Given records: Begin

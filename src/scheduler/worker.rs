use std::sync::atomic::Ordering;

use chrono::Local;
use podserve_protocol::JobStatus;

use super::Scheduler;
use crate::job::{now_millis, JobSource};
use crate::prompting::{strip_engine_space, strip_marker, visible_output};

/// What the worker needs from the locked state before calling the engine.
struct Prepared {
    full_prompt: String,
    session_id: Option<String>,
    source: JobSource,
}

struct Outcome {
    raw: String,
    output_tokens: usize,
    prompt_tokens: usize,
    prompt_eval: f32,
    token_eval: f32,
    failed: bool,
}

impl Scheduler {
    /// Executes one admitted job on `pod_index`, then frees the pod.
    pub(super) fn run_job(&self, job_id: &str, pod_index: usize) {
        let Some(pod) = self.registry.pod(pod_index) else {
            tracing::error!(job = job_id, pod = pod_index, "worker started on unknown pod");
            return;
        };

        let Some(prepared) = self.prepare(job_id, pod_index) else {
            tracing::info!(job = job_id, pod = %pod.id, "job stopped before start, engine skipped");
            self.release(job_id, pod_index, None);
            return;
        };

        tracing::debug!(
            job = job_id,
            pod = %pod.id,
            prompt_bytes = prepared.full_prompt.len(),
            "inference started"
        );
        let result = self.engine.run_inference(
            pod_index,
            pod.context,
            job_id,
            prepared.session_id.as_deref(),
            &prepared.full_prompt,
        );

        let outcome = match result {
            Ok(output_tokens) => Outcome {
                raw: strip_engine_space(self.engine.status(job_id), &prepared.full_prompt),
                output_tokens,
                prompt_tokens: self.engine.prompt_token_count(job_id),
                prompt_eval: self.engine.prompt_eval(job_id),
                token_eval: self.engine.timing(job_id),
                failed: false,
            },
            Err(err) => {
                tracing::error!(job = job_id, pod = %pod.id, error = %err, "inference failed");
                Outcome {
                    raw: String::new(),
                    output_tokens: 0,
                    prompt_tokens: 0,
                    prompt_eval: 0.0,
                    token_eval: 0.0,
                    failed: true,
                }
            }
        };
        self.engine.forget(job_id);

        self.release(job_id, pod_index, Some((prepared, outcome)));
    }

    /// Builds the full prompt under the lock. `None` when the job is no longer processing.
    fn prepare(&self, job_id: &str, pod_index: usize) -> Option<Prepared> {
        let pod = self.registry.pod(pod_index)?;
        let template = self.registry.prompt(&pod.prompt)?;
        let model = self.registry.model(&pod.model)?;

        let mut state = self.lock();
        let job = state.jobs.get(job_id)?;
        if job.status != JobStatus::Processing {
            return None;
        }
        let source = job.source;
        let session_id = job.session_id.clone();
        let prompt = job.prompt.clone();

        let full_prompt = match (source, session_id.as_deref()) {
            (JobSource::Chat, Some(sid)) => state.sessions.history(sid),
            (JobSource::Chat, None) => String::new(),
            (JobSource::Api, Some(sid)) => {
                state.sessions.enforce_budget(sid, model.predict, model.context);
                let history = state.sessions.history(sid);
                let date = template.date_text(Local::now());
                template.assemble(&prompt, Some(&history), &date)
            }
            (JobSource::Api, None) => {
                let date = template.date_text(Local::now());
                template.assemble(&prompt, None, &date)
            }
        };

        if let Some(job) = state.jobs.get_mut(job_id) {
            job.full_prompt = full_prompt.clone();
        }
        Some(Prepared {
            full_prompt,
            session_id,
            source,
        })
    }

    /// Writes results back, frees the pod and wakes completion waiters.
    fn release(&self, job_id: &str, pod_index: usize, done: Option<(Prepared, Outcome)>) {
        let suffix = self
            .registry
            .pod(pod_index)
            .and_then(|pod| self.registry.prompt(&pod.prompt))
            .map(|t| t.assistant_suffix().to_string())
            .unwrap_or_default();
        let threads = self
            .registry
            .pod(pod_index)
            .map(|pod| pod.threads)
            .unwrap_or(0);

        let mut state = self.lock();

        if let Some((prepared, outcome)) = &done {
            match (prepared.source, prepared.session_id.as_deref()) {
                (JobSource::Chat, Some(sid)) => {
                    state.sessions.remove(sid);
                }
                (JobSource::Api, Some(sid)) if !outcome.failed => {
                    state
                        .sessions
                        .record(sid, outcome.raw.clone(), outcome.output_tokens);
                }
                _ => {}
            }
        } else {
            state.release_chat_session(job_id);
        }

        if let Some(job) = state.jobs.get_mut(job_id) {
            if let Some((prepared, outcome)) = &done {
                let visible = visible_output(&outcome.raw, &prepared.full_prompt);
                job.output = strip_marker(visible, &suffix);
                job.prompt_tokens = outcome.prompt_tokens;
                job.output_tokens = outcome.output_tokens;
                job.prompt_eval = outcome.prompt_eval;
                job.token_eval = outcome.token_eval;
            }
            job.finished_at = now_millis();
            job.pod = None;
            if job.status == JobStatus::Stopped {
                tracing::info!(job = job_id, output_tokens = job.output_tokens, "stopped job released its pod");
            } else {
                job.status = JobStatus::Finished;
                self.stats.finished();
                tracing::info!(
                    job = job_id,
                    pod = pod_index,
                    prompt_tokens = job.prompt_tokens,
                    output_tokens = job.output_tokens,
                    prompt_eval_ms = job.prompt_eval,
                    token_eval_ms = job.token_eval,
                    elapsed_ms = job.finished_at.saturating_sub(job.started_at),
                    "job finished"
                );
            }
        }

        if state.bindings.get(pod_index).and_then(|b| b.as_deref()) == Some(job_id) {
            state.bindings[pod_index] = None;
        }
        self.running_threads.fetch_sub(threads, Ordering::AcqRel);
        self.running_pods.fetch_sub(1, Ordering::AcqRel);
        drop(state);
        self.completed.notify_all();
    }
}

Given records: End
Given records: Begin

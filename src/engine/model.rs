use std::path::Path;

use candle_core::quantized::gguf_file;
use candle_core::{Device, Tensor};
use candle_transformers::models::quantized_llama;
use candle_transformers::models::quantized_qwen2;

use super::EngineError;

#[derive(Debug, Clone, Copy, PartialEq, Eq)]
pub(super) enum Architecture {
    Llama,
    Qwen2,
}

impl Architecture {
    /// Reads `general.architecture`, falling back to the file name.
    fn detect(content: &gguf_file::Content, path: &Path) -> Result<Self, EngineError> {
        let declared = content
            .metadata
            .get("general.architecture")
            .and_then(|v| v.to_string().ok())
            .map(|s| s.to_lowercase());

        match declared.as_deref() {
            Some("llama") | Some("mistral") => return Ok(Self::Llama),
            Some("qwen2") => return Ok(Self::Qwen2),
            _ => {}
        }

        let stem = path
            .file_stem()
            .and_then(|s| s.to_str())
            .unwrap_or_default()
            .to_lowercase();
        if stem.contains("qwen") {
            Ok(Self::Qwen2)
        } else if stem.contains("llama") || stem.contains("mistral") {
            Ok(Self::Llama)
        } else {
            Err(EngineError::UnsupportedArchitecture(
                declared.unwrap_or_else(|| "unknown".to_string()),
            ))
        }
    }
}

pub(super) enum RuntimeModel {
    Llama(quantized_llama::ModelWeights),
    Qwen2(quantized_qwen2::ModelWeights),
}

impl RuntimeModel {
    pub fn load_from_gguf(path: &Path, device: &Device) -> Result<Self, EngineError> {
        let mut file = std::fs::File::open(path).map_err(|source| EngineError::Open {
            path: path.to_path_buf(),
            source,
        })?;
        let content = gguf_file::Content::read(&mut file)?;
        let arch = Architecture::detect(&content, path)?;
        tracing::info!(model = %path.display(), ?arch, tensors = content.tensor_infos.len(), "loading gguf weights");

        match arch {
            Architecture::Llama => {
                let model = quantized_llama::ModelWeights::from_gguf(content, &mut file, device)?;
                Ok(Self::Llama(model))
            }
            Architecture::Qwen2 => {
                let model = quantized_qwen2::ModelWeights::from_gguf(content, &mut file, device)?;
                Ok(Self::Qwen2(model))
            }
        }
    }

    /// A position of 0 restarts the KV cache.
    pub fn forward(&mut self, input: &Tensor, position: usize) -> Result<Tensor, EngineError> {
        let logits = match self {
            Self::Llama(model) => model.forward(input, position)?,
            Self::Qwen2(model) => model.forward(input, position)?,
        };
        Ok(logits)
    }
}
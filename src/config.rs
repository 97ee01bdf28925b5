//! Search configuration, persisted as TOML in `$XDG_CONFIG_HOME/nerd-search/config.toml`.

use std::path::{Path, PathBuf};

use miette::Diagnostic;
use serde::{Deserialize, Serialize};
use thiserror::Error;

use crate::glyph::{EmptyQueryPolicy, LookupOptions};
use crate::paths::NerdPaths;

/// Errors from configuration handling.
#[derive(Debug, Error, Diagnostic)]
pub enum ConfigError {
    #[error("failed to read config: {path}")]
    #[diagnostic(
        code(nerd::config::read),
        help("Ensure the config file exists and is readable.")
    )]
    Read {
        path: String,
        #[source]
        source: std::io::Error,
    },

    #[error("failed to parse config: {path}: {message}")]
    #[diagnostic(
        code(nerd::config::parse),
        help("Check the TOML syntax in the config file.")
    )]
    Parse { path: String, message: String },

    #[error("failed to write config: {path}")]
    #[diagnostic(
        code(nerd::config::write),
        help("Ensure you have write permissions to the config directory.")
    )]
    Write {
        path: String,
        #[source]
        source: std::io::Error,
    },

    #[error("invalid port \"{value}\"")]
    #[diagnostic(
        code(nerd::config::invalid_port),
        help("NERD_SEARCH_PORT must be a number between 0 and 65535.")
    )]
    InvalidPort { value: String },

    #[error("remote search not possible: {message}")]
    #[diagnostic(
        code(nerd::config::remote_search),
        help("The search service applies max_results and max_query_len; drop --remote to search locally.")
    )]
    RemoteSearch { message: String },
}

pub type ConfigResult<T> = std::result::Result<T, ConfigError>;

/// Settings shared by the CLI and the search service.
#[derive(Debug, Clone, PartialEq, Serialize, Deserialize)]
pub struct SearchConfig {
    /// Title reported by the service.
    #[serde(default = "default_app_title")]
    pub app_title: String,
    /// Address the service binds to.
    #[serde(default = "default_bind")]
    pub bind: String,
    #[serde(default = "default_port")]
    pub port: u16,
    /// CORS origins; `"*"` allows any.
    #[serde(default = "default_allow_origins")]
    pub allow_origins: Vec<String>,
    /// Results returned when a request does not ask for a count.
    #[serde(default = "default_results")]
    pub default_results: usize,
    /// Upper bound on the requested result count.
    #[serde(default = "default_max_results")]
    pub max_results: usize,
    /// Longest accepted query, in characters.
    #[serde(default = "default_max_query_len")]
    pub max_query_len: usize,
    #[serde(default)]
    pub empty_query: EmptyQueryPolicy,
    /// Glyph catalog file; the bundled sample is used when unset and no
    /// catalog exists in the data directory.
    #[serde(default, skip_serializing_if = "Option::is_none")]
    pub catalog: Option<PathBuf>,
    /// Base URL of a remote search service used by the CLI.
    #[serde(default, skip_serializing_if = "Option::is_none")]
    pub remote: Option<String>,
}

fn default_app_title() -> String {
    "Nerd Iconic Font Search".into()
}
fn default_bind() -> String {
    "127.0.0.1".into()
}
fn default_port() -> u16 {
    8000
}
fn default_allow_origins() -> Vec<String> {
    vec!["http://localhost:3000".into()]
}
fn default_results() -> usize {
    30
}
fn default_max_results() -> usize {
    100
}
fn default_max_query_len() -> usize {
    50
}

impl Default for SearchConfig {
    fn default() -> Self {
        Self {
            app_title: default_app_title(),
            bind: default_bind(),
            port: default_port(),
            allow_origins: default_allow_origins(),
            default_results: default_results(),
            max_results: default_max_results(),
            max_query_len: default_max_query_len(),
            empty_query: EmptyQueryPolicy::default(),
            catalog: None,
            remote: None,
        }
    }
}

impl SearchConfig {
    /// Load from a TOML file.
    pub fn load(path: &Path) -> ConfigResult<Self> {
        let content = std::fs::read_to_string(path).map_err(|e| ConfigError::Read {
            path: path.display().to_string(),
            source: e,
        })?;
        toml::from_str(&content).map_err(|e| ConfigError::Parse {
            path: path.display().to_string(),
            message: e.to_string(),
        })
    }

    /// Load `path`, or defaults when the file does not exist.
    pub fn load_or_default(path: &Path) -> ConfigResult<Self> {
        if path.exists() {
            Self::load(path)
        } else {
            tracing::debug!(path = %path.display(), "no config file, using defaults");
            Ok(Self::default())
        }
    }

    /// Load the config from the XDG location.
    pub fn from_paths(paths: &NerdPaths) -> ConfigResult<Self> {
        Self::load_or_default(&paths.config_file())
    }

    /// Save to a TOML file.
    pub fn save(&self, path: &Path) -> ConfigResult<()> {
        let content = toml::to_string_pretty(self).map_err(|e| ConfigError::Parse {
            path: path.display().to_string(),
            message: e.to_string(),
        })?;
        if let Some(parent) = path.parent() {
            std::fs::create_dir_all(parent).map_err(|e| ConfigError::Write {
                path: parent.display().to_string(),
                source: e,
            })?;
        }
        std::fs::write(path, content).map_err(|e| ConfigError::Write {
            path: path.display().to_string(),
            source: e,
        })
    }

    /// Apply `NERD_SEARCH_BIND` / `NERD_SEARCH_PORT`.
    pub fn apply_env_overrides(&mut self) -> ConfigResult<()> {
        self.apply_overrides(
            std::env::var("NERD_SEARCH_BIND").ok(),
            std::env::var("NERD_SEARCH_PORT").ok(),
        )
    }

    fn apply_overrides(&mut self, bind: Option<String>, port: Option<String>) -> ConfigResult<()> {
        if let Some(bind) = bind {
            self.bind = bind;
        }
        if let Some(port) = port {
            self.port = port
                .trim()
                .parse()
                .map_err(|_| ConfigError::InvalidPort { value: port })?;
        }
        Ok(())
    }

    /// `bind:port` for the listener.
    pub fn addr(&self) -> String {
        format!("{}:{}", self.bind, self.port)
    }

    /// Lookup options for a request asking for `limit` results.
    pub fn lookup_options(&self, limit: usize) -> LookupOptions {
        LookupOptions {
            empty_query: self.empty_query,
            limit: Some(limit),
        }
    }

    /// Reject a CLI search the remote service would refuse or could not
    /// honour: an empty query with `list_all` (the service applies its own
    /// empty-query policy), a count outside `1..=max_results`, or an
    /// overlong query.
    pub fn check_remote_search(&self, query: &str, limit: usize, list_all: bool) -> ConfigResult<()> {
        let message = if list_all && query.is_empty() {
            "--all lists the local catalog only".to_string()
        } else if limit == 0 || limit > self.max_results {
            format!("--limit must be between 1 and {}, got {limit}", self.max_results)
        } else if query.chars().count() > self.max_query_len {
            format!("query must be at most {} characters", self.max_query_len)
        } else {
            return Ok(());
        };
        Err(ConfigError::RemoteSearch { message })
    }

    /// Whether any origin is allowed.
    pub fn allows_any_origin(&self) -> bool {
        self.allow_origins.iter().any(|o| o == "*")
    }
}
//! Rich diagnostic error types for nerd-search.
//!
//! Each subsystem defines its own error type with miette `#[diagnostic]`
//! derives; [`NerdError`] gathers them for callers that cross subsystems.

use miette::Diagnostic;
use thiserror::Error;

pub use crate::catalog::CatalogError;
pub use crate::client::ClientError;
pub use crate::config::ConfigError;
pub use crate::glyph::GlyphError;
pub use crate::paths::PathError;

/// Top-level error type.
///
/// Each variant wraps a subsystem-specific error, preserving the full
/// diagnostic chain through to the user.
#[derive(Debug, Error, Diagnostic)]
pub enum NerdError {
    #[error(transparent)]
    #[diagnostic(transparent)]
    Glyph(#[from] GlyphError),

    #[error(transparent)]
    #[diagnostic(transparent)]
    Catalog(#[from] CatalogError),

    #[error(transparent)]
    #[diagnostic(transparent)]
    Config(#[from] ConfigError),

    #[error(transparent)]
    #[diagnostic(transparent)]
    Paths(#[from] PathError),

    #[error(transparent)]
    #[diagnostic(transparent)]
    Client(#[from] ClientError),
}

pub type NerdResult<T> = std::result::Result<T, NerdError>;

Given records: End

**Exercise objective**
Across the records above, show each line containing the word "struct".

**Written response**
struct Prepared {
struct Outcome {
pub struct SearchConfig {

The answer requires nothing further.